▸ Brief: Print, in exact form, the lines below from the one containing "(PrimitiveType::Float, PL::Float(v)) =>" through the one containing "if *from > *scale", and omit all others.

Collection entries
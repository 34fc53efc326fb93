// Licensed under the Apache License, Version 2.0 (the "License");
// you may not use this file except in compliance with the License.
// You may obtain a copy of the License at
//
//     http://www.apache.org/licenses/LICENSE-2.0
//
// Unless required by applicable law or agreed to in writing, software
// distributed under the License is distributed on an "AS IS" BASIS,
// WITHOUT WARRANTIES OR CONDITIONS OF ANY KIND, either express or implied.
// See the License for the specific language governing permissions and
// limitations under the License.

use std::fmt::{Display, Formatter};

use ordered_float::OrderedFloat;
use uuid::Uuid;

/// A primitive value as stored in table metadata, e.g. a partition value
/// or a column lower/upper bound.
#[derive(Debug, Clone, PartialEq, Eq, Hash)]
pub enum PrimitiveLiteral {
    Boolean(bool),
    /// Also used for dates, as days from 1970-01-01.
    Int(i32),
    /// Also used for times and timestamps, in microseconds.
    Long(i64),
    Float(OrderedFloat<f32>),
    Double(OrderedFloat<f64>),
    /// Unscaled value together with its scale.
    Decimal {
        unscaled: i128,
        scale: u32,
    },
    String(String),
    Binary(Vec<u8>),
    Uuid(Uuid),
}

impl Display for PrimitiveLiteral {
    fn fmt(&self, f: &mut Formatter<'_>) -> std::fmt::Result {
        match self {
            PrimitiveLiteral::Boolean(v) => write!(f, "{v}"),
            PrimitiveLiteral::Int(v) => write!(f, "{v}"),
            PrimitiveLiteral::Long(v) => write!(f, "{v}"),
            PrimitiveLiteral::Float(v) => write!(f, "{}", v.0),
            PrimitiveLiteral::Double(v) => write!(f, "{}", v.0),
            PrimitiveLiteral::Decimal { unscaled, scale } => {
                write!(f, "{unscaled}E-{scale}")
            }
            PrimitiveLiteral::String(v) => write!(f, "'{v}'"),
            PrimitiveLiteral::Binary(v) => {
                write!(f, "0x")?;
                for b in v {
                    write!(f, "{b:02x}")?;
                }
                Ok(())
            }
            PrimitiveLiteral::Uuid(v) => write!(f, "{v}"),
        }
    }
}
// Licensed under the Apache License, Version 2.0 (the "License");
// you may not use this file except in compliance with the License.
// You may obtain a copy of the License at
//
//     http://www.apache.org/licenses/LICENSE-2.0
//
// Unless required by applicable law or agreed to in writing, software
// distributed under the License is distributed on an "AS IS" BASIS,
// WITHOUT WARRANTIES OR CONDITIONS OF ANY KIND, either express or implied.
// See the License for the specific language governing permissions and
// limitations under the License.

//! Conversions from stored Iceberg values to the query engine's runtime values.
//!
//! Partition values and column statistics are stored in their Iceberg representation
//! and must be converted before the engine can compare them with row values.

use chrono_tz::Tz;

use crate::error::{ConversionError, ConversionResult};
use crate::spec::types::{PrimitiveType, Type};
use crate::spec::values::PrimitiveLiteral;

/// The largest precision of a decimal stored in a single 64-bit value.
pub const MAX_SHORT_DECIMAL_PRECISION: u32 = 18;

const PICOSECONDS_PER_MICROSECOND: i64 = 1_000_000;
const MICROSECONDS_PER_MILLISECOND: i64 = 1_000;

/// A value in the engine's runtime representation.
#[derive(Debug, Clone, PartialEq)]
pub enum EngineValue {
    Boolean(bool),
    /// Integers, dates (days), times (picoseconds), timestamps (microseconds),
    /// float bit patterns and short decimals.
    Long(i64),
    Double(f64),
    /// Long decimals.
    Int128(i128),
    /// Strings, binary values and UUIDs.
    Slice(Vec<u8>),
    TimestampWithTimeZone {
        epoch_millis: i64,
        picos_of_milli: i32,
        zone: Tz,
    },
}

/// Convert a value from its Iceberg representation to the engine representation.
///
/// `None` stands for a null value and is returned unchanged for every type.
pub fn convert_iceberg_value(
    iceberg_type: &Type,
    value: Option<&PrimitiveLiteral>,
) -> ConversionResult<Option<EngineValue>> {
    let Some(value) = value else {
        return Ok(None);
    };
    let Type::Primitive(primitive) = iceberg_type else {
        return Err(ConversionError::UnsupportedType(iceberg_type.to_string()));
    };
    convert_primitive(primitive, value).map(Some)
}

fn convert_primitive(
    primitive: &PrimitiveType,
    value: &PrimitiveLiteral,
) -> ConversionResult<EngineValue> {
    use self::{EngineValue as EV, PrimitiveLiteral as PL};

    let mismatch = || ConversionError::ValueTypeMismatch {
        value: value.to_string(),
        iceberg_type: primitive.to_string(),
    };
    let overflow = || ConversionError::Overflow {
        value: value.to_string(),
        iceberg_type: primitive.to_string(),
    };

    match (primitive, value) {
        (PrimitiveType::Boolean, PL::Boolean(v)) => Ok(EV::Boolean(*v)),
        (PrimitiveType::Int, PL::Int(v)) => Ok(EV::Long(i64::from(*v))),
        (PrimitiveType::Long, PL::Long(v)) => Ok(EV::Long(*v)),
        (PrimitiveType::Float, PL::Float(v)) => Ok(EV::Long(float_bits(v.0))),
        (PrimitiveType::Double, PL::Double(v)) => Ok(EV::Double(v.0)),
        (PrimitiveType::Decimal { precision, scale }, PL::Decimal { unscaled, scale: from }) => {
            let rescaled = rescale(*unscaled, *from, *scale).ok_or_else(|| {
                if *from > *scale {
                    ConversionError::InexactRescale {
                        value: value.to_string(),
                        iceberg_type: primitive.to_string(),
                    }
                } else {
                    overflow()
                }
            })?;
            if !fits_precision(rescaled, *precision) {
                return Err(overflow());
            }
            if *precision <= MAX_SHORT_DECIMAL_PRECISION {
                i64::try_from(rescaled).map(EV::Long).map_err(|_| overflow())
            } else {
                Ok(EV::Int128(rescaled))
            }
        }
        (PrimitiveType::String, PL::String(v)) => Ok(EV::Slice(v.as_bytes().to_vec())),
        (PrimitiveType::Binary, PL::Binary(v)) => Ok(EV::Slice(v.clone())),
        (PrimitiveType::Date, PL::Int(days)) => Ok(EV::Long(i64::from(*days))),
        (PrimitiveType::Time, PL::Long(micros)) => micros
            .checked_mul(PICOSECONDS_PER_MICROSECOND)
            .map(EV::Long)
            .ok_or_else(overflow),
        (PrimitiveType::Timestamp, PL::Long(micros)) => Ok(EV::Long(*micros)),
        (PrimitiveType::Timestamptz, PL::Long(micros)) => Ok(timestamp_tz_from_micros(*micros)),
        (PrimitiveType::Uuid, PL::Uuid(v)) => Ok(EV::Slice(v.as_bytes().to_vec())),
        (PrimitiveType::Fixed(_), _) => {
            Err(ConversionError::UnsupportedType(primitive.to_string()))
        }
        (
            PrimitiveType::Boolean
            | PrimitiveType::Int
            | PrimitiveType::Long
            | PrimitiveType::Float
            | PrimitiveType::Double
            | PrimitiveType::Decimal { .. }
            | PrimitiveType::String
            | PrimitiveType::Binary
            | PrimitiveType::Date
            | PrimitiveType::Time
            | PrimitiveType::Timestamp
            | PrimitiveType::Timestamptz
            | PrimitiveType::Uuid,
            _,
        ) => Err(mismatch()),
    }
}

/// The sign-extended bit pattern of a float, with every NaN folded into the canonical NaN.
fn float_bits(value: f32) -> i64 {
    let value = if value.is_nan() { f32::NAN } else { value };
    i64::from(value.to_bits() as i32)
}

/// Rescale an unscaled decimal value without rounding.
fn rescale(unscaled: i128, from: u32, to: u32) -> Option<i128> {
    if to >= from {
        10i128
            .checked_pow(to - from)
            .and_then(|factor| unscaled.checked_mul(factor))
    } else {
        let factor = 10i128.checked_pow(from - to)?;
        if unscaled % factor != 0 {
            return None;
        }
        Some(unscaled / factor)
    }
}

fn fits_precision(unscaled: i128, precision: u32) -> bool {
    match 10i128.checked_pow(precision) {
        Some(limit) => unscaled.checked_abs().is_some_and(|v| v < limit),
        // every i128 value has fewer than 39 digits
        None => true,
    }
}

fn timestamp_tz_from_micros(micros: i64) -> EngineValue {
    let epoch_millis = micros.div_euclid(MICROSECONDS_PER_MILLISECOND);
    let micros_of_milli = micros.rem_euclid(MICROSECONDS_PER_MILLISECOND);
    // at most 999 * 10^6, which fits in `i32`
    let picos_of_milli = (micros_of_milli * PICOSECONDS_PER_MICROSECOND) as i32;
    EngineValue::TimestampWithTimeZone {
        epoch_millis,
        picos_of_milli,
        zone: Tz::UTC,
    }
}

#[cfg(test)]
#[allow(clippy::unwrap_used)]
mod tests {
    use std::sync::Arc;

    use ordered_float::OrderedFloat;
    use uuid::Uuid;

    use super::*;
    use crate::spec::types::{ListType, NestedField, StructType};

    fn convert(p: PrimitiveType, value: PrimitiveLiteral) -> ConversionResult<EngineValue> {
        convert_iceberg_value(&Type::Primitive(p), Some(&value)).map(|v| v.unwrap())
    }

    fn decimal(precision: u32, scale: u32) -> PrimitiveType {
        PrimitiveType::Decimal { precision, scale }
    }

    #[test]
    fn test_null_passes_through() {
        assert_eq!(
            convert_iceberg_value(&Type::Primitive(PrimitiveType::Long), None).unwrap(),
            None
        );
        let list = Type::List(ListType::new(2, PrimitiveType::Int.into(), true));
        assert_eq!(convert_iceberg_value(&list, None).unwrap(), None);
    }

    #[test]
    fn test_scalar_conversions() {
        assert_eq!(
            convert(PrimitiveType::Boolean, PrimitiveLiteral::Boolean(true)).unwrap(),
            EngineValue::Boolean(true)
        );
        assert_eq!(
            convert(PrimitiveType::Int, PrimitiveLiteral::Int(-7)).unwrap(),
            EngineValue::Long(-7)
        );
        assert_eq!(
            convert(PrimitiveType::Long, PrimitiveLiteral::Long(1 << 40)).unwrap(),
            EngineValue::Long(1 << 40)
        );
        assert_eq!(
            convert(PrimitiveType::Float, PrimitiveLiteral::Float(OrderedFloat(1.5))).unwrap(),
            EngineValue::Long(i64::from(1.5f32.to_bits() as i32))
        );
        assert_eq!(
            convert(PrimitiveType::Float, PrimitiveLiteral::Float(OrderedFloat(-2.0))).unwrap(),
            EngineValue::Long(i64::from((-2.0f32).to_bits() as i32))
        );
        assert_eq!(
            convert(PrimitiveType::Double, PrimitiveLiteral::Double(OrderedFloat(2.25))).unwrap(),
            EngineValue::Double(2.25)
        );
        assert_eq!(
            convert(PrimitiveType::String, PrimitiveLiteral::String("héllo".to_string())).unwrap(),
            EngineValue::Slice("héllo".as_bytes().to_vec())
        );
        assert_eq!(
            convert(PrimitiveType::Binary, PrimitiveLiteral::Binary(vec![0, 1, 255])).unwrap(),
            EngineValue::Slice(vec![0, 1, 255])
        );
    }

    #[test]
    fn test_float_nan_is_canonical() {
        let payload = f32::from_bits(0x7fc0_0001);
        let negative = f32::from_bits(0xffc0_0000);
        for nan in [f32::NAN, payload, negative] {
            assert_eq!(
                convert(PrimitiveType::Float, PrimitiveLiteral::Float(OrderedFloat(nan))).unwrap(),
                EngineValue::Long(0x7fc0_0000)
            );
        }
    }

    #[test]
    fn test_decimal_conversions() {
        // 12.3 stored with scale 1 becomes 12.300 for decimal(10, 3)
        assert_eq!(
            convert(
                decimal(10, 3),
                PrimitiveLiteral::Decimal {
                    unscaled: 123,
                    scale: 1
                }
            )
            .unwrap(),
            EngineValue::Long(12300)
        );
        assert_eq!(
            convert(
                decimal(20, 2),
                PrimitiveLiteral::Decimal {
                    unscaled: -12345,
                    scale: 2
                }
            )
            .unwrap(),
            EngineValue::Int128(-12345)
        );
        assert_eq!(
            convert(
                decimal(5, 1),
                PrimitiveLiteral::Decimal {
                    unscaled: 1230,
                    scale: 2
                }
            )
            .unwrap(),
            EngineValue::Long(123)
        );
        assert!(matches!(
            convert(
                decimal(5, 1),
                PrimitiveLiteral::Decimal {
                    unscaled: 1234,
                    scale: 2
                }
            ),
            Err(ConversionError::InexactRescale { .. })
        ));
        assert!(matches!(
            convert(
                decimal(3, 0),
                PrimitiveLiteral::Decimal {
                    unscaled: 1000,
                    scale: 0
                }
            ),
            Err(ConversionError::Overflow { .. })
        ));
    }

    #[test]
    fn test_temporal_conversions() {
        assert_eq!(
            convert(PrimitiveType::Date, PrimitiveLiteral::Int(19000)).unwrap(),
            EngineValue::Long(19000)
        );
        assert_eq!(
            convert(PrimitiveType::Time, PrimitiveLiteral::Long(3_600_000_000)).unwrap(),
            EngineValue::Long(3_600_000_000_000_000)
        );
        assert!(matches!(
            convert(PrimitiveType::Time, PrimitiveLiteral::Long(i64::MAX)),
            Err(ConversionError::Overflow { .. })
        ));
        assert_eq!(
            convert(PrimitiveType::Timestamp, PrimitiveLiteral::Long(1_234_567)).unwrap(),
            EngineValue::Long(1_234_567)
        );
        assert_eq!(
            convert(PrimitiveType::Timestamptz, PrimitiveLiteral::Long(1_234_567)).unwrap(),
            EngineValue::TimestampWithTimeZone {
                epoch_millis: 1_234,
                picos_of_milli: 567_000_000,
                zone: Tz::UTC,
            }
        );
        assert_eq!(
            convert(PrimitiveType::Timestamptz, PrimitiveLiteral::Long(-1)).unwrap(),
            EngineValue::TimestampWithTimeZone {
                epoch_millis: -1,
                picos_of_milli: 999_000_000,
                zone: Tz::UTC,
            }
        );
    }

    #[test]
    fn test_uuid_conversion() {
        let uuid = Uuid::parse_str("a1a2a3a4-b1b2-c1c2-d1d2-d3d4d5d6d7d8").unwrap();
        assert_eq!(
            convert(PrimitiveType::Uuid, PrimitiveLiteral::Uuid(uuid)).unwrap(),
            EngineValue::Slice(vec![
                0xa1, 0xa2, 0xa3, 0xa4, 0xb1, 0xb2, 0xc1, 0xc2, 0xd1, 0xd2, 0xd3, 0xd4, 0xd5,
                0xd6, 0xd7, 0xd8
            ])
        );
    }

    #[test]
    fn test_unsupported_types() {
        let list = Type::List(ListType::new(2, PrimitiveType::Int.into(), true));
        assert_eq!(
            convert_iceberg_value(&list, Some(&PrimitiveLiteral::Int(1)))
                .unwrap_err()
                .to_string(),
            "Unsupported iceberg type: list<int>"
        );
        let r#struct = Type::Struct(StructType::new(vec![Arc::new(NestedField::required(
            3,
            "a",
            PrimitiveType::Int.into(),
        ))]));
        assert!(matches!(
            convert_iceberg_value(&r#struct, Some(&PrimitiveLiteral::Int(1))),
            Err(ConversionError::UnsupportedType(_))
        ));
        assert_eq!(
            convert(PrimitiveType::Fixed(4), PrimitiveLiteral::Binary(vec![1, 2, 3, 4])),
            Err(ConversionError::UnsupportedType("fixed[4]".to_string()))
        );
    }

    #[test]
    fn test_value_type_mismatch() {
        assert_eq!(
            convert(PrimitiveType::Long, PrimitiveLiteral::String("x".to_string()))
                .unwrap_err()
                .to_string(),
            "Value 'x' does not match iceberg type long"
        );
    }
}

▸ Worked solution:
        (PrimitiveType::Float, PL::Float(v)) => Ok(EV::Long(float_bits(v.0))),
        (PrimitiveType::Double, PL::Double(v)) => Ok(EV::Double(v.0)),
        (PrimitiveType::Decimal { precision, scale }, PL::Decimal { unscaled, scale: from }) => {
            let rescaled = rescale(*unscaled, *from, *scale).ok_or_else(|| {
                if *from > *scale {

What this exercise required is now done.